Se da una parte è una leggenda quella che attribuisce a un gallo nero “affamato” – e quindi più mattiniero del solito – la divisione del territorio del Chianti fra Siena e Firenze, è sicuramente un dato reale il bando del 1716 con il quale il granduca di Toscana Cosimo III fissa i confini della zona di produzione del vino Chianti, oggi Chianti Classico.
Ma non solo, nello stesso anno Cosimo emanò anche un altro bando che istituiva una congregazione di vigilanza sulla produzione, spedizione e commercio del vino e contro le contraffazioni, già esistenti all’epoca.
È invece del 1872 la prima vera “ricetta” del vino Chianti e a formularla fu il Barone di Ferro, Bettino Ricasoli, che scriveva «…mi confermai nei risultati già ottenuti nelle prime esperienze, cioè che il vino (Chianti) riceve dal sangioveto la dose principale del suo profumo, dal canajolo l’amabilità che tempera la durezza del primo e la malvagia che ne accresce il sapore e lo rende più leggero e più adoperabile all’uso della tavola quotidiana».

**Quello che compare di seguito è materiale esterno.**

// SPDX-FileCopyrightText: 2026 Hemolink Contributors
// SPDX-License-Identifier: MIT OR Apache-2.0

//! Read-only view over donor and hospital records owned by the external
//! account subsystem.

use async_trait::async_trait;

use crate::error::HemolinkError;
use crate::types::{Donor, HospitalId};

/// Read-only access to the donor pool and hospital registry.
///
/// Eligibility is exact, case-sensitive string equality on both fields,
/// against the values as persisted. An unrecognized blood-group string is
/// not an error here; it simply matches no rows.
#[async_trait]
pub trait DonorDirectory: Send + Sync {
    /// Donors whose stored blood group and location both equal the given
    /// strings exactly.
    async fn find_eligible(
        &self,
        blood_group: &str,
        location: &str,
    ) -> Result<Vec<Donor>, HemolinkError>;

    /// Donor search with optional exact-match filters. An absent filter
    /// matches all rows.
    async fn search(
        &self,
        blood_group: Option<&str>,
        location: Option<&str>,
    ) -> Result<Vec<Donor>, HemolinkError>;

    /// Whether a hospital record with this id exists. Lets the engine
    /// reject a dangling hospital reference before creating notifications.
    async fn hospital_exists(&self, id: HospitalId) -> Result<bool, HemolinkError>;
}
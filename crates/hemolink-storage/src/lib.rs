// SPDX-FileCopyrightText: 2026 Hemolink Contributors
// SPDX-License-Identifier: MIT OR Apache-2.0

//! SQLite persistence layer for the Hemolink engine.
//!
//! Provides WAL-mode SQLite storage with embedded migrations, a
//! single-writer concurrency model via `tokio-rusqlite`, and typed
//! operations for donors, notifications, and donation history. The
//! notification state transition is a conditional UPDATE executed on the
//! single writer thread, which is what makes it a compare-and-set.

pub mod adapter;
pub mod database;
pub mod migrations;
pub mod queries;

pub use adapter::SqliteStorage;
pub use database::Database;
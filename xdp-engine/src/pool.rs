//! # Frame Pool
//!
//! The free list of frames that the engine currently owns and may hand to a
//! ring or to the application. Frames are identified only by their byte
//! offset in the shared memory region; the pool is a bounded stack of those
//! offsets plus a per-frame "free" marker that catches double releases.

use std::fmt;

/// A frame of the shared memory region, identified by its byte offset.
#[derive(Copy, Clone, PartialEq, Eq, Hash, PartialOrd, Ord)]
pub struct Frame(u64);

impl Frame {
    pub fn offset(self) -> u64 {
        self.0
    }
}

impl fmt::Debug for Frame {
    fn fmt(&self, f: &mut fmt::Formatter<'_>) -> fmt::Result {
        write!(f, "Frame({:#x})", self.0)
    }
}

/// LIFO free list over a fixed set of equally sized frames.
///
/// Every frame is either in the pool or in flight, never both. Releasing a
/// frame that is already free, releasing into a full pool, or releasing an
/// offset that is not a frame boundary of this pool panics.
pub struct FramePool {
    stack: Box<[u64]>,
    top: usize,
    is_free: Box<[bool]>,
    frame_size: u32,
}

impl FramePool {
    /// Creates a pool holding all `frame_count` frames, with the lowest offset
    /// handed out last.
    pub fn new(frame_count: u32, frame_size: u32) -> Self {
        assert!(frame_size.is_power_of_two(), "frame size must be a power of two");
        let stack = (0..frame_count as u64)
            .map(|i| i * frame_size as u64)
            .collect::<Box<[u64]>>();
        FramePool {
            top: stack.len(),
            is_free: vec![true; stack.len()].into_boxed_slice(),
            stack,
            frame_size,
        }
    }

    /// Takes a free frame, or `None` if every frame is in flight.
    pub fn allocate(&mut self) -> Option<Frame> {
        if self.top == 0 {
            return None;
        }
        self.top -= 1;
        let offset = self.stack[self.top];
        self.is_free[self.index_of(offset)] = false;
        Some(Frame(offset))
    }

    /// Returns a frame to the pool.
    pub fn release(&mut self, frame: Frame) {
        assert!(
            self.top < self.stack.len(),
            "release of {frame:?} into a full frame pool"
        );
        let index = self.index_of(frame.0);
        assert!(!self.is_free[index], "double release of {frame:?}");
        self.is_free[index] = true;
        self.stack[self.top] = frame.0;
        self.top += 1;
    }

    /// Maps an address reported by the kernel to the frame containing it.
    ///
    /// Receive descriptors may point past the frame start by the headroom the
    /// driver reserved; in aligned mode the frame is the address rounded down
    /// to the frame size.
    pub fn frame_of(&self, addr: u64) -> Frame {
        let frame = Frame(addr & !(self.frame_size as u64 - 1));
        assert!(
            (frame.0 / self.frame_size as u64) < self.stack.len() as u64,
            "address {addr:#x} lies outside the shared memory region"
        );
        frame
    }

    fn index_of(&self, offset: u64) -> usize {
        assert!(
            offset % self.frame_size as u64 == 0,
            "offset {offset:#x} is not a frame boundary"
        );
        let index = (offset / self.frame_size as u64) as usize;
        assert!(index < self.stack.len(), "offset {offset:#x} lies outside the pool");
        index
    }

    /// Number of free frames.
    pub fn available(&self) -> usize {
        self.top
    }

    /// Total number of frames, free or in flight.
    pub fn capacity(&self) -> usize {
        self.stack.len()
    }

    pub fn frame_size(&self) -> u32 {
        self.frame_size
    }

    pub fn is_free(&self, frame: Frame) -> bool {
        self.is_free[self.index_of(frame.0)]
    }
}
use crate::suite::command::execute_command;
use std::io::{Error, ErrorKind, Result};

pub fn setup_pair(dev_prefix: &str, ip_prefix: &str) -> Result<()> {
    log::info!("creating new veth pair {0}0 + {0}1", dev_prefix);
    execute_command(&format!("ip link add {0}0 type veth peer {0}1", dev_prefix))?;
    for (side, host) in [(0, 100), (1, 101)] {
        let dev = format!("{dev_prefix}{side}");
        execute_command(&format!("ip addr add {ip_prefix}{host}/24 dev {dev}"))?;
        execute_command(&format!("ip link set {dev} up"))?;
    }
    Ok(())
}

pub fn teardown_pair(prefix: &str) -> Result<()> {
    log::info!("tearing down veth pair {0}0", prefix);
    execute_command(&format!("ip link del {0}0", prefix))
}

pub fn check_pair(prefix: &str) -> Result<()> {
    let output = std::process::Command::new("ip")
        .arg("link")
        .arg("show")
        .arg(format!("{}0", prefix))
        .output()?;
    if output.status.success() {
        Ok(())
    } else {
        Err(Error::new(
            ErrorKind::NotFound,
            format!("Pair {}0 does not exist", prefix),
        ))
    }
}
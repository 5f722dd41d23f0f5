use std::env;
use std::path::Path;
use std::process::Command;

// The engine loads any redirect object by path; this one is compiled so the
// client has a default and the privileged test has something to attach.
// A missing clang is not a build failure, `ProgramSpec::bundled` is then None.
fn main() {
    let out_dir = env::var("OUT_DIR").expect("OUT_DIR is set by cargo");
    let src_path = Path::new("redirect").join("client_xdp.c");
    let dest_path = Path::new(&out_dir).join("client_xdp.o");

    println!("cargo:rerun-if-changed={}", src_path.to_string_lossy());

    let built = Command::new("clang")
        .arg("-O2")
        .arg("-g")
        .arg("-target")
        .arg("bpf")
        .arg("-c")
        .arg(&src_path)
        .arg("-o")
        .arg(&dest_path)
        .status()
        .map(|status| status.success())
        .unwrap_or(false);

    if built {
        println!("cargo:rustc-env=XDP_REDIRECT_OBJ={}", dest_path.to_string_lossy());
    } else {
        println!("cargo:warning=clang -target bpf failed, redirect program not built");
        println!("cargo:rustc-env=XDP_REDIRECT_OBJ=");
    }
}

La tappa successiva è il 1924, quando alcuni viticoltori fondano un consorzio in difesa del proprio vino, il primo in Italia. «Nel 1924 furono 33 i viticoltori, visionari – afferma Giovanni Manetti, presidente del Consorzio -, possiamo dirlo oggi a distanza di 100 anni, ad avere un progetto comune e a decidere di creare il Consorzio: la loro visione fu quella di credere nell’unità di intenti, nella forza della collettività, perché solo così si poteva gestire una produzione che potesse parlare di un intero territorio. Questi 33 “padri fondatori” furono lungimiranti anche nel pensare per primi alla necessità di rendere visibile e riconoscibile la qualità del loro vino scegliendo un’immagine, un emblema del territorio: il Gallo Nero divenuto simbolo di qualità, autenticità e identità. A distanza di un secolo, i soci del Consorzio sono diventati 500, ma gli obiettivi che ci accomunano sono gli stessi del 1924: proteggere il vino che nasce da un territorio altamente vocato e di rara bellezza e accompagnare i viticoltori nell’affrontare i mercati di tutto il mondo».
Per ricordare questo importante anniversario nel mese di maggio si svolgerà un convegno a Palazzo Vecchio a Firenze e verrà presentato un libro dedicato alla storia del Consorzio.
Ma non si deve pensare che i protagonisti di questa avventura legata all’agricoltura siano solo uomini, tutt’altro. Oggi, infatti, sono sempre di più le donne presenti nel mondo del vino italiano, come attesta anche una recente indagine sulle aziende associate del Consorzio Vino Chianti Classico (che fra l’altro è diretto da Carlotta Gori, coadiuvata da uno staff a maggioranza “rosa”), che ha mostrato una nuova luce sul mondo del lavoro al femminile nelle campagne tra Firenze e Siena.
Il dato più rilevante riguarda proprio la distribuzione di genere tra gli impiegati del mondo del Gallo Nero: in media infatti la percentuale delle donne in azienda sfiora la metà (44%). Fra queste si contano le proprietarie o comproprietarie di aziende vitivinicole, che sono in numero pari agli uomini. I ruoli apicali di direzione sono ricoperti da donne nel 42% di casi, in cui però spesso vi è coincidenza con la proprietà, data la struttura spesso a conduzione familiare delle aziende chiantigiane. È il lato commerciale che vede una maggioranza femminile, come responsabile marketing-commerciale (60%).
«È sempre più rilevante l’interesse delle giovani nel settore della viticoltura, uno dei motori trainanti del nostro Paese – aggiunge Manetti -. Le nostre università di riferimento (Firenze, Pisa, Siena) formano in maniera eccellente ogni anno una nuova coorte di studentesse che si volgono spesso con curiosità verso le eccellenze toscane qual è il Chianti Classico. Siamo orgogliosi infatti di avere tra le nostre produttrici alcuni dei volti sempre più noti dell’enologia nazionale, e nelle nostre aziende giovani donne che lavorano con passione quotidiana».
Secondo la leggenda
Ai tempi dei guelfi e ghibellini si stabilì di fissare il confine tra Firenze e Siena, lì dove si sarebbero incontrati due cavalieri partiti dalle rispettive città al canto del gallo. I fiorentini tennero a digiuno un galletto nero che dette il via con largo anticipo, garantendo così un territorio più ampio alla città del giglio.